Amy’s Most Painful Sports Moment of the Year: Both involved our kids. One was literally painful. Nothing prepares you for that text or phone call telling you that your kid has been seriously injured on the field. So thankful nothing was permanently damaged though I am pretty sure I lost a few hours off my life due to elevated blood pressure. The other was a strange mixture of heartbreak and pride as one of the kids sacrificed his pride for the sake of his team. This experience showed me again that sports can play a significant role in the moral development of my kids, however hard it is to watch.

Good and Bad Reads of the Year:

Jim: I did a lot of reading of early church fathers over the summer, and it was really rich.

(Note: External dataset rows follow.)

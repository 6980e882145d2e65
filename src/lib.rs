//! Drop Panel: a single-admin file hosting panel.
//!
//! The library holds the JWT auth flow, the folder-scoped upload storage and
//! the Axum router; `main.rs` only parses configuration and serves it.

pub mod auth;
pub mod background;
pub mod config;
pub mod envelope;
pub mod error;
pub mod frontend;
pub mod http;
pub mod logging;
pub mod names;
pub mod routes;
pub mod staging;
pub mod storage;
pub mod token;
pub mod upload;
pub mod version;

shadow_rs::shadow!(build);

pub use auth::{AdminCredentials, AdminUser, AuthError, AuthUser};
pub use config::{AppConfig, Args, ConfigError};
pub use error::ApiError;
pub use routes::{AppServices, build_router};
pub use storage::{Storage, StorageError, UploadError};
pub use token::{Claims, Role, TokenService};
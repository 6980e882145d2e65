//! CLI arguments, environment configuration and server defaults.

use clap::Parser;
use shadow_rs::formatcp;
use std::net::{IpAddr, SocketAddr};
use std::path::PathBuf;
use std::time::Duration;
use thiserror::Error;

use crate::build;

const VERSION_INFO: &str = formatcp!(
    r#"{}\ncommit_hash: {}\nbuild_time: {}\nbuild_env: {},{}"#,
    build::PKG_VERSION,
    build::SHORT_COMMIT,
    build::BUILD_TIME,
    build::RUST_VERSION,
    build::RUST_CHANNEL
);

pub const MAX_UPLOAD_SIZE: u64 = 20 * 1024 * 1024;
pub const TOKEN_TTL_HOURS: i64 = 150;
pub const FOLDER_NAME_MAX_LEN: usize = 50;
pub const DEFAULT_FOLDER_NAME: &str = "default";
pub const PUBLIC_UPLOAD_PREFIX: &str = "/storage/uploads";
pub const STAGING_DIR_NAME: &str = ".staging";
pub const DEFAULT_STAGING_TTL_SECS: u64 = 60 * 60;
pub const STAGING_CLEAN_INTERVAL_SECS: u64 = 900;

/// CLI arguments and environment configuration for the server.
#[derive(Parser, Debug)]
#[command(name = "drop-panel", version = VERSION_INFO, about = "Drop Panel file hosting server")]
pub struct Args {
    #[arg(
        long,
        env = "ADMIN_USERNAME",
        default_value = "",
        help = "Admin username accepted by /api/auth/login"
    )]
    pub admin_username: String,
    #[arg(
        long,
        env = "ADMIN_PASSWORD",
        default_value = "",
        hide_env_values = true,
        help = "Admin password accepted by /api/auth/login"
    )]
    pub admin_password: String,
    #[arg(
        long,
        env = "JWT_SECRET",
        hide_env_values = true,
        help = "HS256 signing secret for session tokens"
    )]
    pub jwt_secret: Option<String>,
    #[arg(
        short = 's',
        long,
        env = "UPLOAD_BASE_DIR",
        default_value = "storage/uploads",
        help = "Base directory holding upload folders"
    )]
    pub upload_base_dir: String,
    #[arg(
        long,
        env = "UPLOAD_CREATE_BASE_DIR",
        help = "Create the base directory at startup when it is missing"
    )]
    pub create_base_dir: bool,
    #[arg(
        short = 'b',
        long,
        env = "DROP_PANEL_BIND",
        default_value = "0.0.0.0",
        help = "Bind address"
    )]
    pub host: String,
    #[arg(
        short = 'p',
        long,
        env = "DROP_PANEL_PORT",
        default_value_t = 8080,
        help = "HTTP port"
    )]
    pub port: u16,
    #[arg(
        long,
        env = "DROP_PANEL_CORS_ORIGINS",
        help = "Comma separated CORS origins"
    )]
    pub cors_origins: Option<String>,
    #[arg(
        long,
        env = "UPLOAD_STAGING_TTL_SECS",
        default_value_t = DEFAULT_STAGING_TTL_SECS,
        help = "Age after which abandoned staged uploads are removed (0 to disable)"
    )]
    pub staging_ttl_secs: u64,
}

#[derive(Debug, Error)]
pub enum ConfigError {
    #[error("JWT_SECRET is not configured")]
    MissingJwtSecret,
    #[error("invalid bind address `{0}`")]
    InvalidBindAddress(String),
}

/// Server configuration resolved once at startup and handed to each component.
#[derive(Debug, Clone)]
pub struct AppConfig {
    pub admin_username: String,
    pub admin_password: String,
    pub jwt_secret: String,
    pub upload_base_dir: PathBuf,
    pub create_base_dir: bool,
    pub bind_addr: SocketAddr,
    pub cors_origins: Option<String>,
    pub staging_ttl: Duration,
}

impl AppConfig {
    pub fn from_args(args: Args) -> Result<Self, ConfigError> {
        let jwt_secret = args
            .jwt_secret
            .filter(|secret| !secret.is_empty())
            .ok_or(ConfigError::MissingJwtSecret)?;
        let host = args
            .host
            .parse::<IpAddr>()
            .map_err(|_| ConfigError::InvalidBindAddress(args.host.clone()))?;

        Ok(Self {
            admin_username: args.admin_username,
            admin_password: args.admin_password,
            jwt_secret,
            upload_base_dir: PathBuf::from(args.upload_base_dir),
            create_base_dir: args.create_base_dir,
            bind_addr: SocketAddr::new(host, args.port),
            cors_origins: args.cors_origins,
            staging_ttl: Duration::from_secs(args.staging_ttl_secs),
        })
    }
}

#[cfg(test)]
mod tests {
    use super::*;

    fn parse(extra: &[&str]) -> Args {
        let mut argv = vec!["drop-panel", "--admin-username", "admin"];
        argv.extend_from_slice(extra);
        Args::try_parse_from(argv).expect("parse args")
    }

    #[test]
    fn missing_secret_is_fatal() {
        let mut args = parse(&[]);
        args.jwt_secret = None;
        assert!(matches!(
            AppConfig::from_args(args),
            Err(ConfigError::MissingJwtSecret)
        ));

        let args = parse(&["--jwt-secret", ""]);
        assert!(matches!(
            AppConfig::from_args(args),
            Err(ConfigError::MissingJwtSecret)
        ));
    }

    #[test]
    fn resolves_bind_address_and_paths() {
        let args = parse(&[
            "--jwt-secret",
            "s3cret",
            "-b",
            "127.0.0.1",
            "-p",
            "9000",
            "-s",
            "/srv/uploads",
        ]);
        let config = AppConfig::from_args(args).expect("config");
        assert_eq!(config.bind_addr, "127.0.0.1:9000".parse().unwrap());
        assert_eq!(config.upload_base_dir, PathBuf::from("/srv/uploads"));
        assert_eq!(config.admin_username, "admin");
        assert_eq!(config.jwt_secret, "s3cret");
    }

    #[test]
    fn rejects_unparseable_host() {
        let args = parse(&["--jwt-secret", "s3cret", "-b", "localhost"]);
        assert!(matches!(
            AppConfig::from_args(args),
            Err(ConfigError::InvalidBindAddress(host)) if host == "localhost"
        ));
    }
}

Clement of Alexandria’s Paedagogus and Stromata are moral-theological treatises that are amazingly relevant today. Likewise, John Cassian’s Institutes and Conferences. I also read Athanasius’ Life of Antony, which is one of the most influential books in Christian history, deservedly so. Among contemporary works, my favorite of the year was Mike Mason’s The Mystery of Marriage, which has become something of a contemporary classic. Chock-full of honest and bracing observations about marriage, the book is also a stylistic masterpiece. Mason calls himself a “purveyor of fine sentences.” And so he is. The only negative reads of the year were a few philosophical articles and one book—Brene Brown’s Daring Greatly, which was recommended to me by a colleague. I’m not into pop psychology, and Brown seems to epitomize that.

Amy: This year I didn’t read nearly as much as I wanted to but the upside was I loved just about every book I read. I couldn’t stop quoting The Meaning of Marriage by Tim Keller. I chuckled along as I read All Creatures Great and Small by James Herriot. Cried through Roots by Alex Haley, Incidents in the Life of a Slave Girl by Harriet Ann Jacobs, and All the Light We Cannot See by Anthony Doerr. I also read a few of the James Bond books, which are much better than the movies, as well as some Agatha Christie and Career of Evil by Robert Galbraith, aka J.K. Rowling.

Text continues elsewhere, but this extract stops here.